It’s tax time again (collective groan). But it doesn’t necessarily have to be painful, especially if you can find some tax savings that result in a nice refund. Most people believe once December 31st passes there is nothing else that can be done to reduce the taxes owed for that year. Fortunately, that isn’t true. Here are three ways to reduce your taxes for 2016:
1) Make a Traditional IRA Contribution – You can make an IRA contribution up until April 18th, 2017 and have it count for 2016. To be perfectly clear, there are two types of IRAs – traditional IRAs and Roth IRAs. Traditional IRAs provide an upfront tax deduction but you will owe taxes on the money you take out in retirement. Roth IRAs don’t provide an upfront tax deduction, but the money you take out in retirement is tax-free.

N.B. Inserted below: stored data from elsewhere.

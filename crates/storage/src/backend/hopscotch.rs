//! Hopscotch hashing
//!
//! Every key lives within [`HOP_RANGE`] buckets of its home bucket. The
//! home bucket keeps a bitmap of which neighbours hold its keys, so a
//! lookup touches at most one neighbourhood. Inserts probe linearly for a
//! free bucket and hop it backwards into the neighbourhood; when no hop is
//! possible the key goes to the home bucket's overflow chain, drawn from a
//! node pool sized at a fifth of the table.

use super::{IndexBackend, IndexFull};
use crate::hash::hash_key;
use epochkv_core::{BackendKind, Key};

/// Neighbourhood width
pub const HOP_RANGE: usize = 8;

/// Longest linear probe when looking for a free bucket
const ADD_RANGE: usize = 256;

#[derive(Debug, Clone, Copy)]
struct Entry {
    key: Key,
    slot: usize,
}

#[derive(Debug, Clone, Copy)]
struct OverflowNode {
    entry: Option<Entry>,
    next: Option<usize>,
}

/// Hopscotch hash index
#[derive(Debug)]
pub struct HopscotchIndex {
    buckets: Vec<Option<Entry>>,
    /// Bit `d` of `hop_info[h]`: bucket `h + d` holds a key homed at `h`
    hop_info: Vec<u8>,
    chains: Vec<Option<usize>>,
    pool: Vec<OverflowNode>,
    free_nodes: Vec<usize>,
    pool_capacity: usize,
    len: usize,
}

impl HopscotchIndex {
    /// Create an index with `capacity` buckets
    pub fn with_capacity(capacity: usize) -> Self {
        let n = capacity.max(1);
        Self {
            buckets: vec![None; n],
            hop_info: vec![0; n],
            chains: vec![None; n],
            pool: Vec::new(),
            free_nodes: Vec::new(),
            pool_capacity: (n / 5).max(1),
            len: 0,
        }
    }

    fn n(&self) -> usize {
        self.buckets.len()
    }

    fn home(&self, key: Key) -> usize {
        (hash_key(key) % self.n() as u64) as usize
    }

    fn distance(&self, from: usize, to: usize) -> usize {
        (to + self.n() - from) % self.n()
    }

    fn offset(&self, base: usize, d: usize) -> usize {
        (base + d) % self.n()
    }

    fn find_in_neighbourhood(&self, home: usize, key: Key) -> Option<usize> {
        let bits = self.hop_info[home];
        (0..HOP_RANGE)
            .filter(|d| bits & (1 << d) != 0)
            .map(|d| self.offset(home, d))
            .find(|&idx| matches!(self.buckets[idx], Some(e) if e.key == key))
    }

    fn find_in_chain(&self, home: usize, key: Key) -> Option<usize> {
        let mut cursor = self.chains[home];
        while let Some(i) = cursor {
            if matches!(self.pool[i].entry, Some(e) if e.key == key) {
                return Some(i);
            }
            cursor = self.pool[i].next;
        }
        None
    }

    /// Move some entry closer to its home into `free`; returns the new
    /// free bucket
    fn hop_closer(&mut self, free: usize) -> Option<usize> {
        let reach = HOP_RANGE.min(self.n());
        for back in (1..reach).rev() {
            let candidate = (free + self.n() - back) % self.n();
            let bits = self.hop_info[candidate];
            for d in 0..back {
                if bits & (1 << d) == 0 {
                    continue;
                }
                let from = self.offset(candidate, d);
                self.buckets[free] = self.buckets[from].take();
                self.hop_info[candidate] &= !(1 << d);
                self.hop_info[candidate] |= 1 << back;
                return Some(from);
            }
        }
        None
    }

    fn push_overflow(&mut self, home: usize, entry: Entry) -> Result<(), IndexFull> {
        let node = OverflowNode {
            entry: Some(entry),
            next: self.chains[home],
        };
        let index = match self.free_nodes.pop() {
            Some(i) => {
                self.pool[i] = node;
                i
            }
            None if self.pool.len() < self.pool_capacity => {
                self.pool.push(node);
                self.pool.len() - 1
            }
            None => return Err(IndexFull { key: entry.key }),
        };
        self.chains[home] = Some(index);
        Ok(())
    }
}

impl IndexBackend for HopscotchIndex {
    fn kind(&self) -> BackendKind {
        BackendKind::Hopscotch
    }

    fn get(&self, key: Key) -> Option<usize> {
        let home = self.home(key);
        if let Some(idx) = self.find_in_neighbourhood(home, key) {
            return self.buckets[idx].map(|e| e.slot);
        }
        self.find_in_chain(home, key)
            .and_then(|i| self.pool[i].entry.map(|e| e.slot))
    }

    fn insert(&mut self, key: Key, slot: usize) -> Result<(), IndexFull> {
        let home = self.home(key);
        let entry = Entry { key, slot };
        if let Some(idx) = self.find_in_neighbourhood(home, key) {
            self.buckets[idx] = Some(entry);
            return Ok(());
        }
        if let Some(i) = self.find_in_chain(home, key) {
            self.pool[i].entry = Some(entry);
            return Ok(());
        }

        let probe = ADD_RANGE.min(self.n());
        let mut free = (0..probe)
            .map(|d| self.offset(home, d))
            .find(|&idx| self.buckets[idx].is_none());

        while let Some(f) = free {
            if self.distance(home, f) < HOP_RANGE {
                break;
            }
            free = self.hop_closer(f);
        }

        match free {
            Some(f) => {
                let d = self.distance(home, f);
                self.buckets[f] = Some(entry);
                self.hop_info[home] |= 1 << d;
            }
            None => self.push_overflow(home, entry)?,
        }
        self.len += 1;
        Ok(())
    }

    fn delete(&mut self, key: Key) -> Option<usize> {
        let home = self.home(key);
        if let Some(idx) = self.find_in_neighbourhood(home, key) {
            let d = self.distance(home, idx);
            self.hop_info[home] &= !(1 << d);
            self.len -= 1;
            return self.buckets[idx].take().map(|e| e.slot);
        }

        let mut prev: Option<usize> = None;
        let mut cursor = self.chains[home];
        while let Some(i) = cursor {
            let next = self.pool[i].next;
            if matches!(self.pool[i].entry, Some(e) if e.key == key) {
                match prev {
                    Some(p) => self.pool[p].next = next,
                    None => self.chains[home] = next,
                }
                let entry = self.pool[i].entry.take();
                self.pool[i].next = None;
                self.free_nodes.push(i);
                self.len -= 1;
                return entry.map(|e| e.slot);
            }
            prev = Some(i);
            cursor = next;
        }
        None
    }

    fn len(&self) -> usize {
        self.len
    }

    fn entries(&self) -> Vec<(Key, usize)> {
        self.buckets
            .iter()
            .flatten()
            .chain(self.pool.iter().filter_map(|n| n.entry.as_ref()))
            .map(|e| (e.key, e.slot))
            .collect()
    }
}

The 2016 contribution limit is $5,500 and if you are over age 50 you can contribute an additional $1,000 for a total of $6,500. Make sure to check out these IRS guidelines for the deductibility limits if you have a high income. The rules differ depending on if your employer offers a retirement plan or not.
2) Make a Health Savings Account (HSA) Contribution – You can make an HSA contribution up until April 18th, 2017 for the 2016 tax year. If you had a High Deductible Health Plan (HDHP) that has a minimum annual deductible of $1,300 for single coverage or $2,600 for family coverage you are eligible to contribute to an HSA. The maximum contribution is $3,350 for single and $6,750 for family. If you are older than 55 you can contribute an additional $1,000.
Health savings accounts have a triple tax advantage in that you receive a tax deduction for the contribution, any interest or investment earnings are tax deferred, and, if you use the withdrawals for qualified medical expenses they are tax free. Also, if your employer plan is a Section 125 plan you may be able to avoid FICA taxes on contributions as well, saving another 7.65%! This type of account is as good as it gets from a tax perspective.
3) Open and fund a SEP IRA for your business – A SEP IRA can be set up and funded as late as the due date of your tax return, including extensions; so in theory you could make contributions to reduce your 2016 tax bill as late as October of 2017. You must own your own business and have documented profits to contribute to a SEP IRA. The inner details can be found here. This can be a great way for a small business owner to shield income from taxes and save for their retirement.